クライヴは、見慣れた黒革に覆われた自身の手の中にある、もこもこの分身のようなそれを見つめ、
「聖クマという呼び名はどうかと思うが、白いのが心優しく神秘的で素晴らしい存在であることは間違いない」
と冷たく美しい声で呟いた。
「…………」
森の魔王のような男は何も話さず、生徒会長と呼ばれる生徒に抱きしめられているもこもこを見つめていた。

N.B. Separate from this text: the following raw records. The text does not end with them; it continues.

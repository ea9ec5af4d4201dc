//! Validation of the Elasticsearch logs field group of a registry configuration.
//!
//! The validator checks that the backend settings are present and then probes
//! the cluster once with the configured credentials.

pub mod config;
pub mod credential_checker;
pub mod field_group;
pub mod validation_error;
pub mod validator;

pub use credential_checker::{CredentialChecker, HttpCredentialChecker};
pub use field_group::{ElasticsearchConfig, FieldGroupConfig, LogsModelConfig};
pub use validation_error::ValidationError;
pub use validator::FieldGroupValidator;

もこもこクラスの生徒達が名残惜しそうに素敵なもこもこ花畑から離れ、食堂の方へ移動を開始した時、彼らの隣の教室から出てきた生徒達から、喜びではない叫び声が上がった。
「やばい。これはやばい!」
「確かにやばい。これ新種のカビなんじゃない?」
「いや毛でしょ」
「ムリムリムリ」
「ふさふさすぎる!」
「毛か、カビか――」
「先生! 甲冑に毛が生えてます!!」
叫んでいる彼らとは別の教室から出てきた生徒からも叫び声が上がった。
こちらももこもこクラスの隣の教室だが、彼らは喜んでいるようだ。
「絵が変わってる!」
「可愛いー!」
「でもこれなんの動物? いやぬいぐるみ?」
「わかんないけど凄い可愛い」
「へー、前のよりこっちのがいいじゃん」
「ね、明るくなるよね」
「かわいい……。もこもこしてる……」
「隣の教室の前! 花畑になってる!」
「え、すごーい! いいなぁ」
「何かあっち騒いでない? なんで?」
「甲冑にカビと毛が生えたらしいよ」
「やばすぎ」
もこもこの保護者達は白い毛に覆われた甲冑の後始末はせず、可愛いクマちゃんの後を追った。
愛しの赤ちゃんクマちゃんのため、幼児用の薄味の食事を用意し、食べさせてやらなければならない。
ルークと一緒にお昼ご飯を食べるのを楽しみにしている、寂しがり屋のもこもこのために。